Karena kontribusinya di dunia Filsafat, Parmenides diberi beberapa julukan di antaranya: 1.) Bapak Metafisika, karena ia adalah filsuf pertama yang menyelidiki hakikat ada. Gelar ini diberikan kepadanya oleh Aristoteles. 2.) Bapak Logika karena dialah orang pertama yang menggunakan deduksi dan konsep kebenaran apriori untuk mendukung argumennya, bahkan sebelum Aristoteles.3.) Pendiri Sekolah Eleatic yang membahas argumen tentang adanya realitas tunggal yang tidak berubah.
Parmenides adalah filsuf pertama yang menolak panca indra. Ia percaya bahwa kosmogoni fisik para filsuf (Ionia) sebelumnya, pendekatan mereka dalam memikirkan ‘archae’ dalam hal materi dan perubahan adalah salah, karena bergantung pada dan mengambil dari apa yang disediakan oleh panca indra, yang menipu. Ia percaya bahwa mereka beroperasi dengan doxa (yang berarti apa yang diterima secara umum), atau jalan yang salah, dan ketergantungan ini (pada doxa dan panca indra) tidak pada tempatnya.
Filsafat Parmenides bersifat paradoks dalam pengertian ini karena bertentangan dengan doxa. Sistem pemikirannya sendiri didasarkan pada logika dan metafisika. Sistem ini dikembangkan lebih lanjut oleh Zeno dari Elea (muridnya) dan Melissus dari Samos, dan secara signifikan memengaruhi filsafat Plato dan Aristoteles di kemudian hari.
Parmenides memiliki cara yang sangat menarik dalam menulis dalam format puisi. Satu-satunya karyanya yang masih ada, sebuah puisi yang diberi judul On Nature.
Satu hal penting tentang tulisannya adalah gaya argumentasinya. Tidak seperti para filsuf sebelum dia, Parmenides tidak menggunakan argumentasi alegoris. Gaya argumentasinya lebih formal, mungkin untuk pertama kalinya dalam sejarah pemikiran Barat, bentuk deduksi logis.
Bentuk seperti itu hanya berfokus pada struktur argumen untuk menilai validitasnya. Itu tidak tergantung pada indra. Teori yang diajukannya menyerukan keharusan logis, sebagai lawan dari menyerukan keharusan alamiah/empiris.

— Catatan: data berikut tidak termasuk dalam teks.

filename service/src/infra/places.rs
//! [`Places`]-search provider definitions.

use derive_more::{Display, Error as StdError, From};

#[cfg(feature = "kakao")]
use super::kakao;

/// Places-search provider operation.
pub use common::Handler as Places;

/// [`Places`] error.
#[derive(Debug, Display, From, StdError)]
pub enum Error {
    #[cfg(feature = "kakao")]
    /// Kakao Local error.
    Kakao(kakao::Error),
}
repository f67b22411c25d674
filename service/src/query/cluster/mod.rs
//! [`Query`]s of the region drill-down steps.
//!
//! Every step fails open: a store failure resolves into an empty step, so the
//! map renders "nothing to show" instead of an error.

pub mod categories;
pub mod districts;
pub mod subdistricts;

use smart_default::SmartDefault;

use crate::domain::geo::{BoundingBox, Radius};
#[cfg(doc)]
use crate::{domain::Listing, query::Query};

pub use self::{
    categories::Categories, districts::Districts, subdistricts::Subdistricts,
};

/// Default [`Radius`] of the [`Categories`] step.
#[expect(unsafe_code, reason = "positive")]
const DEFAULT_CATEGORY_RADIUS: Radius = unsafe { Radius::new_unchecked(800) };

/// Drill-down [`Query`]s configuration.
#[derive(Clone, Copy, Debug, SmartDefault)]
pub struct Config {
    /// [`BoundingBox`] the [`Districts`] step covers if no viewport is
    /// provided.
    #[default(BoundingBox::SEOSAN)]
    pub service_area: BoundingBox,

    /// [`Radius`] places are counted within by the [`Categories`] step.
    #[default(DEFAULT_CATEGORY_RADIUS)]
    pub category_radius: Radius,

    /// Maximum number of [`Listing`]s previewed by the [`Categories`] step.
    #[default = 20]
    pub preview_limit: usize,
}
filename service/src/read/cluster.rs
//! [`Cluster`] read model definitions.

use std::{cmp::Ordering, collections::BTreeMap};

use crate::domain::{
    geo::Coordinate,
    place::Category,
    region::{self, Level},
    Listing,
};

/// Aggregate of [`Listing`]s sharing a region at one administrative
/// [`Level`].
///
/// Recomputed on every request, so it has no identity across calls.
#[derive(Clone, Debug, PartialEq)]
pub struct Cluster {
    /// [`region::Code`] of this [`Cluster`], unique within its [`Level`].
    pub code: region::Code,

    /// Display name of this [`Cluster`].
    pub name: region::Name,

    /// Administrative [`Level`] of this [`Cluster`].
    pub level: Level,

    /// Mean [`Coordinate`] of the members, if any of them is geocoded.
    pub centroid: Option<Coordinate>,

    /// Number of [`Listing`]s in this [`Cluster`].
    pub count: u32,

    /// [`region::Code`] of the parent [`Cluster`], set for
    /// [`Level::Subdistrict`] ones only.
    pub parent: Option<region::Code>,
}

impl Cluster {
    /// Groups the provided [`Listing`]s by their region at the provided
    /// [`Level`] into [`Cluster`]s in a deterministic order: the most
    /// populated first, then by name, then by code.
    pub fn group<'l>(
        listings: impl IntoIterator<Item = &'l Listing>,
        level: Level,
    ) -> Vec<Self> {
        let mut groups = BTreeMap::<&region::Code, Group<'l>>::new();
        for l in listings {
            let division = l.region.at(level);
            let group = groups.entry(&division.code).or_insert_with(|| Group {
                name: &division.name,
                parent: &l.region.district.code,
                coordinates: Vec::new(),
                count: 0,
            });
            group.count += 1;
            group.coordinates.extend(l.coordinate);
        }

        let mut clusters = groups
            .into_iter()
            .map(|(code, g)| Self {
                code: code.clone(),
                name: g.name.clone(),
                level,
                centroid: Coordinate::centroid(g.coordinates),
                count: g.count,
                parent: match level {
                    Level::ProvinceDistrict => None,
                    Level::Subdistrict => Some(g.parent.clone()),
                },
            })
            .collect::<Vec<_>>();
        clusters.sort_by(Self::display_order);
        clusters
    }

    /// Orders [`Cluster`]s by count descending, then by name and code.
    fn display_order(a: &Self, b: &Self) -> Ordering {
        b.count
            .cmp(&a.count)
            .then_with(|| a.name.cmp(&b.name))
            .then_with(|| a.code.cmp(&b.code))
    }
}

/// [`Cluster`] being accumulated.
struct Group<'l> {
    /// Name of the region.
    name: &'l region::Name,

    /// District code of the first member.
    parent: &'l region::Code,

    /// Known member [`Coordinate`]s.
    coordinates: Vec<Coordinate>,

    /// Number of members.
    count: u32,
}

/// Number of places of a [`Category`] found around a sub-district.
#[derive(Clone, Copy, Debug, Eq, PartialEq)]
pub struct CategoryCount {
    /// Counted [`Category`].
    pub category: Category,

    /// Number of places found.
    pub total: u32,
}

/// Category breakdown of a single sub-district.
#[derive(Clone, Debug, Default, PartialEq)]
pub struct Breakdown {
    /// Places found per [`Category`].
    pub counts: Vec<CategoryCount>,

    /// Preview of the [`Listing`]s located in the sub-district.
    pub listings: Vec<Listing>,

    /// Indicator whether some of the underlying searches failed.
    pub degraded: bool,
}
//! Places-search definitions.

use std::str::FromStr;

use common::define_kind;
use derive_more::{AsRef, Display};

use super::geo::{Coordinate, Radius};

define_kind! {
    #[doc = "Category group of a [`Place`], as classified by the places-search \
             provider."]
    enum Category {
        #[doc = "Large supermarket."]
        Mart = 1,

        #[doc = "Convenience store."]
        Convenience = 2,

        #[doc = "Kindergarten or daycare."]
        Kindergarten = 3,

        #[doc = "School."]
        School = 4,

        #[doc = "Private academy."]
        Academy = 5,

        #[doc = "Parking lot."]
        Parking = 6,

        #[doc = "Gas or charging station."]
        GasStation = 7,

        #[doc = "Subway station."]
        Subway = 8,

        #[doc = "Bank."]
        Bank = 9,

        #[doc = "Cultural facility."]
        Culture = 10,

        #[doc = "Real estate agency."]
        RealEstateAgency = 11,

        #[doc = "Public institution."]
        Public = 12,

        #[doc = "Tourist attraction."]
        Attraction = 13,

        #[doc = "Lodging."]
        Lodging = 14,

        #[doc = "Restaurant of any kind."]
        Restaurant = 15,

        #[doc = "Cafe."]
        Cafe = 16,

        #[doc = "Hospital."]
        Hospital = 17,

        #[doc = "Pharmacy."]
        Pharmacy = 18,
    }
}

impl Category {
    /// [`Category`]s a sub-district is broken down by on the map.
    pub const BREAKDOWN: &'static [Self] = &[
        Self::Cafe,
        Self::Restaurant,
        Self::Convenience,
        Self::Mart,
        Self::Academy,
        Self::Hospital,
        Self::Pharmacy,
        Self::Bank,
    ];

    /// Returns the provider's category group code of this [`Category`].
    #[must_use]
    pub const fn code(self) -> &'static str {
        match self {
            Self::Mart => "MT1",
            Self::Convenience => "CS2",
            Self::Kindergarten => "PS3",
            Self::School => "SC4",
            Self::Academy => "AC5",
            Self::Parking => "PK6",
            Self::GasStation => "OL7",
            Self::Subway => "SW8",
            Self::Bank => "BK9",
            Self::Culture => "CT1",
            Self::RealEstateAgency => "AG2",
            Self::Public => "PO3",
            Self::Attraction => "AT4",
            Self::Lodging => "AD5",
            Self::Restaurant => "FD6",
            Self::Cafe => "CE7",
            Self::Hospital => "HP8",
            Self::Pharmacy => "PM9",
        }
    }

    /// Returns the Korean display label of this [`Category`].
    #[must_use]
    pub const fn label(self) -> &'static str {
        match self {
            Self::Mart => "대형마트",
            Self::Convenience => "편의점",
            Self::Kindergarten => "어린이집/유치원",
            Self::School => "학교",
            Self::Academy => "학원",
            Self::Parking => "주차장",
            Self::GasStation => "주유소/충전소",
            Self::Subway => "지하철역",
            Self::Bank => "은행",
            Self::Culture => "문화시설",
            Self::RealEstateAgency => "중개업소",
            Self::Public => "공공기관",
            Self::Attraction => "관광명소",
            Self::Lodging => "숙박",
            Self::Restaurant => "음식점",
            Self::Cafe => "카페",
            Self::Hospital => "병원",
            Self::Pharmacy => "약국",
        }
    }

    /// Looks up a [`Category`] by the provider's category group `code`.
    #[must_use]
    pub fn from_code(code: &str) -> Option<Self> {
        Self::ALL.iter().copied().find(|c| c.code() == code)
    }

    /// Indicates whether this [`Category`] draws customers on its own
    /// (supermarkets, schools, subway stations).
    #[must_use]
    pub const fn is_anchor(self) -> bool {
        matches!(self, Self::Mart | Self::School | Self::Subway)
    }
}

/// Free-text keyword to search [`Place`]s by.
#[derive(AsRef, Clone, Debug, Display, Eq, Hash, Ord, PartialEq, PartialOrd)]
#[as_ref(forward)]
pub struct Keyword(String);

impl Keyword {
    /// Business categories assumed when none are requested.
    pub const DEFAULT_CATEGORIES: [&'static str; 3] = ["카페", "분식", "치킨"];

    /// Returns [`Keyword::DEFAULT_CATEGORIES`] as [`Keyword`]s.
    #[must_use]
    pub fn default_categories() -> Vec<Self> {
        Self::DEFAULT_CATEGORIES
            .into_iter()
            .filter_map(Self::new)
            .collect()
    }

    /// Returns the [`Keyword`] of cafes, the first of
    /// [`Keyword::DEFAULT_CATEGORIES`].
    #[must_use]
    pub fn cafe() -> Self {
        Self(Self::DEFAULT_CATEGORIES[0].to_owned())
    }

    /// Creates a new [`Keyword`] if the given `keyword` is valid.
    #[must_use]
    pub fn new(keyword: impl Into<String>) -> Option<Self> {
        let keyword = keyword.into();
        Self::check(&keyword).then_some(Self(keyword))
    }

    /// Returns this [`Keyword`] as a string slice.
    #[must_use]
    pub fn as_str(&self) -> &str {
        &self.0
    }

    /// Checks whether the given `keyword` is a valid [`Keyword`].
    fn check(keyword: impl AsRef<str>) -> bool {
        let keyword = keyword.as_ref();
        keyword.trim() == keyword && !keyword.is_empty() && keyword.len() <= 100
    }
}

impl FromStr for Keyword {
    type Err = &'static str;

    fn from_str(s: &str) -> Result<Self, Self::Err> {
        Self::new(s).ok_or("invalid `place::Keyword`")
    }
}

/// Point of interest returned by a places search.
#[derive(Clone, Debug, PartialEq)]
pub struct Place {
    /// Name of this [`Place`].
    pub name: String,

    /// Provider's full category path of this [`Place`] (e.g.
    /// `음식점 > 분식`).
    pub category_name: String,

    /// [`Coordinate`] of this [`Place`].
    pub coordinate: Coordinate,

    /// Distance in meters from the search center, if reported.
    pub distance: Option<u32>,
}

/// Single page of a places search.
#[derive(Clone, Debug, Default, PartialEq)]
pub struct Page {
    /// Total number of [`Place`]s matching the search, beyond this [`Page`].
    pub total: u32,

    /// [`Place`]s of this [`Page`], nearest first.
    pub items: Vec<Place>,
}

impl Page {
    /// Creates an empty [`Page`].
    #[must_use]
    pub const fn empty() -> Self {
        Self {
            total: 0,
            items: Vec::new(),
        }
    }
}

/// What a places search is looking for.
#[derive(Clone, Debug, Display, Eq, PartialEq)]
pub enum Target {
    /// [`Place`]s of the provided [`Category`].
    Category(Category),

    /// [`Place`]s matching the provided [`Keyword`].
    Keyword(Keyword),
}

/// Places search request.
#[derive(Clone, Debug, PartialEq)]
pub struct Request {
    /// [`Target`] of the search.
    pub target: Target,

    /// Center of the search.
    pub center: Coordinate,

    /// [`Radius`] of the search around its center.
    pub radius: Radius,
}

Yang pertama, tidak seperti yang terakhir, selalu dipegang dan karenanya memiliki klaim yang sepenuhnya sah atas universalitas.

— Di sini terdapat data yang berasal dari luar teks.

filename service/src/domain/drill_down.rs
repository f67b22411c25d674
//! [`DrillDown`] state machine definitions.

use std::mem;

use common::define_kind;
use derive_more::{Display, Error};

use crate::read::cluster::{Breakdown, Cluster};

use super::region::Level;

/// Region-to-category drill-down on the map.
///
/// Every step carries exactly the data loaded for it and the steps before it,
/// so a [`Step::Category`] without a selected sub-district is unrepresentable.
#[derive(Clone, Debug, PartialEq)]
pub enum DrillDown {
    /// Districts are listed.
    District {
        /// Listed district [`Cluster`]s.
        districts: Vec<Cluster>,
    },

    /// Sub-districts of the selected district are listed.
    Subdistrict {
        /// District [`Cluster`]s listed on the previous step.
        districts: Vec<Cluster>,

        /// Selected district [`Cluster`].
        district: Cluster,

        /// Listed sub-district [`Cluster`]s.
        subdistricts: Vec<Cluster>,
    },

    /// Category [`Breakdown`] of the selected sub-district is shown.
    Category {
        /// District [`Cluster`]s listed on the first step.
        districts: Vec<Cluster>,

        /// Selected district [`Cluster`].
        district: Cluster,

        /// Sub-district [`Cluster`]s listed on the previous step.
        subdistricts: Vec<Cluster>,

        /// Selected sub-district [`Cluster`].
        subdistrict: Cluster,

        /// [`Breakdown`] of the selected sub-district.
        breakdown: Breakdown,
    },
}

impl Default for DrillDown {
    fn default() -> Self {
        Self::District {
            districts: Vec::new(),
        }
    }
}

impl DrillDown {
    /// Starts a new [`DrillDown`] at the [`Step::District`] with the provided
    /// district [`Cluster`]s.
    #[must_use]
    pub const fn start(districts: Vec<Cluster>) -> Self {
        Self::District { districts }
    }

    /// Returns the current [`Step`] of this [`DrillDown`].
    #[must_use]
    pub const fn step(&self) -> Step {
        match self {
            Self::District { .. } => Step::District,
            Self::Subdistrict { .. } => Step::Subdistrict,
            Self::Category { .. } => Step::Category,
        }
    }

    /// Selects the provided district [`Cluster`] listed on the
    /// [`Step::District`], moving to the [`Step::Subdistrict`] with the
    /// provided sub-district [`Cluster`]s.
    ///
    /// # Errors
    ///
    /// If this [`DrillDown`] is not at the [`Step::District`], or the
    /// `district` isn't one of the listed ones.
    pub fn select_district(
        &mut self,
        district: Cluster,
        subdistricts: Vec<Cluster>,
    ) -> Result<(), TransitionError> {
        let Self::District { districts } = self else {
            return Err(TransitionError::WrongStep(self.step()));
        };
        if district.level != Level::ProvinceDistrict
            || !districts.iter().any(|d| d.code == district.code)
        {
            return Err(TransitionError::UnknownCluster);
        }

        *self = Self::Subdistrict {
            districts: mem::take(districts),
            district,
            subdistricts,
        };
        Ok(())
    }

    /// Selects the provided sub-district [`Cluster`] listed on the
    /// [`Step::Subdistrict`], moving to the [`Step::Category`] with the
    /// provided [`Breakdown`].
    ///
    /// # Errors
    ///
    /// If this [`DrillDown`] is not at the [`Step::Subdistrict`], or the
    /// `subdistrict` isn't one of the listed ones.
    pub fn select_subdistrict(
        &mut self,
        subdistrict: Cluster,
        breakdown: Breakdown,
    ) -> Result<(), TransitionError> {
        let Self::Subdistrict {
            districts,
            district,
            subdistricts,
        } = self
        else {
            return Err(TransitionError::WrongStep(self.step()));
        };
        if subdistrict.parent.as_ref() != Some(&district.code)
            || !subdistricts.iter().any(|s| s.code == subdistrict.code)
        {
            return Err(TransitionError::UnknownCluster);
        }

        *self = Self::Category {
            districts: mem::take(districts),
            district: district.clone(),
            subdistricts: mem::take(subdistricts),
            subdistrict,
            breakdown,
        };
        Ok(())
    }

    /// Goes one [`Step`] back, discarding everything loaded for the current
    /// one.
    ///
    /// # Errors
    ///
    /// If this [`DrillDown`] is already at the [`Step::District`].
    pub fn back(&mut self) -> Result<(), TransitionError> {
        let previous = match mem::take(self) {
            s @ Self::District { .. } => {
                *self = s;
                return Err(TransitionError::WrongStep(Step::District));
            }
            Self::Subdistrict { districts, .. } => Self::District { districts },
            Self::Category {
                districts,
                district,
                subdistricts,
                ..
            } => Self::Subdistrict {
                districts,
                district,
                subdistricts,
            },
        };
        *self = previous;
        Ok(())
    }
}

define_kind! {
    #[doc = "Step of a [`DrillDown`]."]
    enum Step {
        #[doc = "Districts are listed."]
        District = 1,

        #[doc = "Sub-districts of a district are listed."]
        Subdistrict = 2,

        #[doc = "Categories of a sub-district are shown."]
        Category = 3,
    }
}

/// Error of a [`DrillDown`] transition.
#[derive(Clone, Copy, Debug, Display, Eq, Error, PartialEq)]
pub enum TransitionError {
    /// Transition is not allowed from the current [`Step`].
    #[display("transition is not allowed at `{_0}` step")]
    WrongStep(#[error(not(source))] Step),

    /// Selected [`Cluster`] is not listed on the current [`Step`].
    #[display("selected cluster is not listed on the current step")]
    UnknownCluster,
}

Kebijaksanaan, menurutnya, mampu dicapai setelah dunia indra telah dikurung. Jadi, berbeda dengan pemikiran Heraclitan dan pra-Socrates lainnya, pemikiran Parmenides hanya bergantung pada intelijibel dan bukan sensibilitas.
Ada dan Ketiadaan sebagaimana Dijelaskan dalam ‘On Nature’. Dibagi menjadi 3 bagian yakni: 1) Proem atau kata pengantar, 2) Alethea atau jalan kebenaran dan 3) Doxa atau jalan pendapat.

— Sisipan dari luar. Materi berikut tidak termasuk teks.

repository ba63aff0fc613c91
mod helpers;
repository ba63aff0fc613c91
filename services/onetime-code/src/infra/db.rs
use anyhow::Context as _;
use chrono::{DateTime, Duration, Utc};
use sea_orm::sea_query::{Index, IndexCreateStatement, Query};
use sea_orm::{
    ActiveModelTrait, ActiveValue::Set, ColumnTrait, ConnectionTrait, DatabaseConnection, DbErr,
    EntityTrait, QueryFilter, Schema, SqlErr,
};
use tracing::debug;
use uuid::Uuid;

use onetime_code_schema::onetime_code;

use crate::domain::repository::CodeStorage;
use crate::domain::types::CodeRecord;
use crate::error::StorageError;

const UNIQUE_INDEX: &str = "idx_onetime_code_owner_type_code";
const EXPIRY_INDEX: &str = "idx_onetime_code_created_at";

/// PostgreSQL-backed code storage.
///
/// Uniqueness is a composite unique index. Postgres has no TTL index, so
/// physical expiry is left to the reaper calling `purge_expired`.
#[derive(Clone)]
pub struct DbCodeStorage {
    pub db: DatabaseConnection,
}

impl DbCodeStorage {
    pub fn new(db: DatabaseConnection) -> Self {
        Self { db }
    }
}

impl CodeStorage for DbCodeStorage {
    async fn build_index(&self, _ttl: Duration) -> Result<(), StorageError> {
        let backend = self.db.get_database_backend();
        let schema = Schema::new(backend);

        let mut table = schema.create_table_from_entity(onetime_code::Entity);
        table.if_not_exists();
        self.db
            .execute(backend.build(&table))
            .await
            .context("create onetime_code table")?;

        for index in [unique_index(), expiry_index()] {
            self.db
                .execute(backend.build(&index))
                .await
                .context("create onetime_code index")?;
        }
        debug!("onetime_code table and indexes ensured");
        Ok(())
    }

    async fn insert(&self, record: &CodeRecord, _ttl: Duration) -> Result<(), StorageError> {
        onetime_code::ActiveModel {
            id: Set(Uuid::new_v4()),
            owner: Set(record.owner.clone()),
            code_type: Set(record.code_type.clone()),
            code: Set(record.code.clone()),
            created_at: Set(record.created_at),
        }
        .insert(&self.db)
        .await
        .map_err(insert_error)?;
        Ok(())
    }

    async fn find(
        &self,
        owner: &str,
        code_type: &str,
        code: &str,
    ) -> Result<Option<CodeRecord>, StorageError> {
        let model = onetime_code::Entity::find()
            .filter(onetime_code::Column::Owner.eq(owner))
            .filter(onetime_code::Column::CodeType.eq(code_type))
            .filter(onetime_code::Column::Code.eq(code))
            .one(&self.db)
            .await
            .context("find onetime code")?;
        Ok(model.map(record_from_model))
    }

    async fn take(
        &self,
        owner: &str,
        code_type: &str,
        code: &str,
    ) -> Result<Option<CodeRecord>, StorageError> {
        // Single DELETE ... RETURNING so concurrent takers cannot both see the row.
        let delete = Query::delete()
            .from_table(onetime_code::Entity)
            .and_where(onetime_code::Column::Owner.eq(owner))
            .and_where(onetime_code::Column::CodeType.eq(code_type))
            .and_where(onetime_code::Column::Code.eq(code))
            .returning_all()
            .to_owned();
        let model = onetime_code::Entity::find()
            .from_raw_sql(self.db.get_database_backend().build(&delete))
            .one(&self.db)
            .await
            .context("take onetime code")?;
        Ok(model.map(record_from_model))
    }

    async fn purge_expired(&self, cutoff: DateTime<Utc>) -> Result<u64, StorageError> {
        let result = onetime_code::Entity::delete_many()
            .filter(onetime_code::Column::CreatedAt.lte(cutoff))
            .exec(&self.db)
            .await
            .context("purge expired onetime codes")?;
        Ok(result.rows_affected)
    }
}

fn unique_index() -> IndexCreateStatement {
    Index::create()
        .name(UNIQUE_INDEX)
        .table(onetime_code::Entity)
        .col(onetime_code::Column::Owner)
        .col(onetime_code::Column::CodeType)
        .col(onetime_code::Column::Code)
        .unique()
        .if_not_exists()
        .to_owned()
}

fn expiry_index() -> IndexCreateStatement {
    Index::create()
        .name(EXPIRY_INDEX)
        .table(onetime_code::Entity)
        .col(onetime_code::Column::CreatedAt)
        .if_not_exists()
        .to_owned()
}

fn insert_error(err: DbErr) -> StorageError {
    match err.sql_err() {
        Some(SqlErr::UniqueConstraintViolation(_)) => StorageError::UniqueViolation,
        _ => StorageError::Backend(anyhow::Error::new(err).context("insert onetime code")),
    }
}

fn record_from_model(model: onetime_code::Model) -> CodeRecord {
    CodeRecord {
        owner: model.owner,
        code_type: model.code_type,
        code: model.code,
        created_at: model.created_at,
    }
}
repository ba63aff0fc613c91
/// Failure reported by a [`CodeStorage`](crate::domain::repository::CodeStorage) backend.
#[derive(Debug, thiserror::Error)]
pub enum StorageError {
    /// The (owner, type, code) key is already taken by a live record.
    #[error("unique constraint violation")]
    UniqueViolation,
    #[error("storage backend error")]
    Backend(#[from] anyhow::Error),
}

/// Errors surfaced by the one-time code store.
#[derive(Debug, thiserror::Error)]
pub enum CodeStoreError {
    #[error("failed to generate unique code after {attempts} attempts")]
    CodeGenerationExhausted { attempts: u32 },
    #[error("storage error")]
    Storage(#[from] StorageError),
}

impl CodeStoreError {
    pub fn kind(&self) -> &'static str {
        match self {
            Self::CodeGenerationExhausted { .. } => "CODE_GENERATION_EXHAUSTED",
            Self::Storage(_) => "STORAGE",
        }
    }
}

Tiga jalan penyelidikan dijelaskan: 1. Bahwa sesuatu itu ada (jalan ada), 2.) Bahwa sesuatu itu tidak ada (jalan ketiadaan), 3.) Bahwa sesuatu itu ada dan tidak ada, keduanya (jalan keberadaan dan ketiadaan)
Alethea (Jalan Kebenaran)
Pernyataan utama yang dibuat oleh Parmenides adalah bahwa tautologi, “Perlu untuk berpikir dan mengatakan bahwa Ada itu ada dan tidak ada itu tidak ada” perlu diwujudkan dan diterima (karena ini adalah pernyataan yang tidak dapat diragukan).
Pernyataan ini perlu dalam arti bahwa pernyataan ini tidak dapat disangkal oleh orang yang rasional. Pernyataan ini bukanlah pernyataan yang bersyarat karena kebenarannya tidak bergantung pada hal lain.
“Ada” menurut Parmenides dapat dipahami dalam ketiga cara tersebut sebagai eksistensi, predikat, dan kebenaran. Pertanyaan tentang hakikat eksistensi hanya dapat dijawab dengan melakukan penyelidikan terhadap hakikat keberadaan.
Parmenides percaya bahwa jalan kedua jalan ketiadaan, tidak masuk akal. Ia membenarkan hal ini dengan mengatakan bahwa ketiadaan tidak dapat dipahami, dan karena tidak dapat dipahami, maka ia tidak dapat eksis. Dan karena jalan kedua tidak masuk akal, maka jalan ketiga juga tidak masuk akal karena bergantung pada kebenaran jalan pertama dan kedua, yang hanya memiliki jalan pertama.
Jadi, perjalanan di jalan kedua dan ketiga adalah perjalanan yang sia-sia dan ‘mundur’. Indra-indralah yang menyesatkan kita hingga berpikir bahwa jalan seperti itu mungkin. Jalan kebenaran, atau Alethea, terpisah dari indra dan hanya menggunakan logos atau akal budi untuk mengevaluasi kebenaran itulah hakikat ada.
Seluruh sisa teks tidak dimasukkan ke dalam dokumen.